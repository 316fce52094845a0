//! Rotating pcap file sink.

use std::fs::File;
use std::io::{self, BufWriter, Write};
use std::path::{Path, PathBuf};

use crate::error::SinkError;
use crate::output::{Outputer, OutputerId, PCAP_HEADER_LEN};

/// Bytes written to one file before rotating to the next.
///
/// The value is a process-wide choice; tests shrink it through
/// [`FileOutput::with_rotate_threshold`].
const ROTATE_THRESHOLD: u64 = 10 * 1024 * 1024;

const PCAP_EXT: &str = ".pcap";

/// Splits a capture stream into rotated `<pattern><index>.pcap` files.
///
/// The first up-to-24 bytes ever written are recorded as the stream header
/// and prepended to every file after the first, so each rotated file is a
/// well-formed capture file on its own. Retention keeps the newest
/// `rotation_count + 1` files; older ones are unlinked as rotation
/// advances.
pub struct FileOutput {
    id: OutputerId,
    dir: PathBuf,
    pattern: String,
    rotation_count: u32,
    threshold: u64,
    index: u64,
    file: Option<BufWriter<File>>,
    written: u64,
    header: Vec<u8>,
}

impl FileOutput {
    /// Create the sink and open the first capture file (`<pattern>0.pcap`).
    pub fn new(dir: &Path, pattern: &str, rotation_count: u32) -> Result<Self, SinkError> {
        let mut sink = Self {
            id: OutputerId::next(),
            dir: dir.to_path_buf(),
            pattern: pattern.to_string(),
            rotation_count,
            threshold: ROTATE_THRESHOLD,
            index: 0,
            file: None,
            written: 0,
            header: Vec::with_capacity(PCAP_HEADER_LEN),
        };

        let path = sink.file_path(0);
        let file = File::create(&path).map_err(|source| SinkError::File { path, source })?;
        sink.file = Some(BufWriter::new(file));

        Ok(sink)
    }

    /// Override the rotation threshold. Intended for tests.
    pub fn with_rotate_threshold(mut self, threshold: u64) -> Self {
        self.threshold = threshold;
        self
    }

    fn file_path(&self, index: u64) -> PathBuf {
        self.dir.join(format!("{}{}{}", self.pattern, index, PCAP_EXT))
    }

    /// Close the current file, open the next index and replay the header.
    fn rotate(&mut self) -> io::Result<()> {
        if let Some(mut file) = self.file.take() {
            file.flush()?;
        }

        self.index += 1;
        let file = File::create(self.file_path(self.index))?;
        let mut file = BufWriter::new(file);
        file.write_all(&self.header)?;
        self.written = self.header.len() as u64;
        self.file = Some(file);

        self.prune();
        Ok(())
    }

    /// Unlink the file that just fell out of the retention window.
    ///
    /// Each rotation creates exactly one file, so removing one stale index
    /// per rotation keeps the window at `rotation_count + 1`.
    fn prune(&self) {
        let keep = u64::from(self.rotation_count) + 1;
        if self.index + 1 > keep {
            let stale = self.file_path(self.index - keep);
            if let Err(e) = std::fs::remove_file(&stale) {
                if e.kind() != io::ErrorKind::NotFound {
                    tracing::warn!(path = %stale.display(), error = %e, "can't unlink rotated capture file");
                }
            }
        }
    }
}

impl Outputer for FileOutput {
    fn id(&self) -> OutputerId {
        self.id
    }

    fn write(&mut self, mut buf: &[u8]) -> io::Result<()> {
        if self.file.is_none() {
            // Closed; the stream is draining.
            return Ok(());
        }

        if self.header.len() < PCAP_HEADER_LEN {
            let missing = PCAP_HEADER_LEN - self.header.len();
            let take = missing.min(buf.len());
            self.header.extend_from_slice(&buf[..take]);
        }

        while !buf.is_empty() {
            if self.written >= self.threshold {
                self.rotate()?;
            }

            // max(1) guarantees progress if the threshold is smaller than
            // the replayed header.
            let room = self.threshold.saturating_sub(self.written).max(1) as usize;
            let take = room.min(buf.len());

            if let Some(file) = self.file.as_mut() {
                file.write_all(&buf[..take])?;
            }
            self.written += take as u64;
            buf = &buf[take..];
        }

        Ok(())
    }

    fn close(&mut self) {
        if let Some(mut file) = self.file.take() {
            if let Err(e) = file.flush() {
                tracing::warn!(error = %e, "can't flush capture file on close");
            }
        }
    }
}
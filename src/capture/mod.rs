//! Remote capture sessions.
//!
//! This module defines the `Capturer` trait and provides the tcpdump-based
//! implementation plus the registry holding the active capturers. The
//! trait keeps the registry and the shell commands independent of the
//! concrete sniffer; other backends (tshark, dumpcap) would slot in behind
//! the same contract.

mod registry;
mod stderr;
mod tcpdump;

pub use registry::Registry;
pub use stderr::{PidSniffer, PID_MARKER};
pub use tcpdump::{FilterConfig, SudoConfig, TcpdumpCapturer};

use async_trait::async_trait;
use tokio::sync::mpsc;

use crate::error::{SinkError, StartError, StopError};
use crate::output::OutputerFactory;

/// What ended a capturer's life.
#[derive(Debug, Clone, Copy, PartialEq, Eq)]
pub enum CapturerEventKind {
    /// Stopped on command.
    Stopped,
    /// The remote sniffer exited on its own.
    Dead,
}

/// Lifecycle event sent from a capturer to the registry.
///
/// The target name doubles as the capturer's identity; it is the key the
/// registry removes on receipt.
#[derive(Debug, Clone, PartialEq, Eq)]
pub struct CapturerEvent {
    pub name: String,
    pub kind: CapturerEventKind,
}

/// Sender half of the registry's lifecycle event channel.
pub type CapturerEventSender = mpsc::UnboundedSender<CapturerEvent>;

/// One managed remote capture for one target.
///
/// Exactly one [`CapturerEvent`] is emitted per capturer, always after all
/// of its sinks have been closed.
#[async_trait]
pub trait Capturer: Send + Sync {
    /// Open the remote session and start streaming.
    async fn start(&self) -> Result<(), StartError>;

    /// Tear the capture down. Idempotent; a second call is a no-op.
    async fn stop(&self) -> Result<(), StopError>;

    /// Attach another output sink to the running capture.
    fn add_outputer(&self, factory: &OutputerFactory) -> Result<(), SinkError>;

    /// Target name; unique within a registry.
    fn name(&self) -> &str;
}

:: Work required ::
Using the listing above, report each line that mentions the word "Result".

:: Output below ::
    pub fn new(dir: &Path, pattern: &str, rotation_count: u32) -> Result<Self, SinkError> {
    fn rotate(&mut self) -> io::Result<()> {
    fn write(&mut self, mut buf: &[u8]) -> io::Result<()> {
    async fn start(&self) -> Result<(), StartError>;
    async fn stop(&self) -> Result<(), StopError>;
    fn add_outputer(&self, factory: &OutputerFactory) -> Result<(), SinkError>;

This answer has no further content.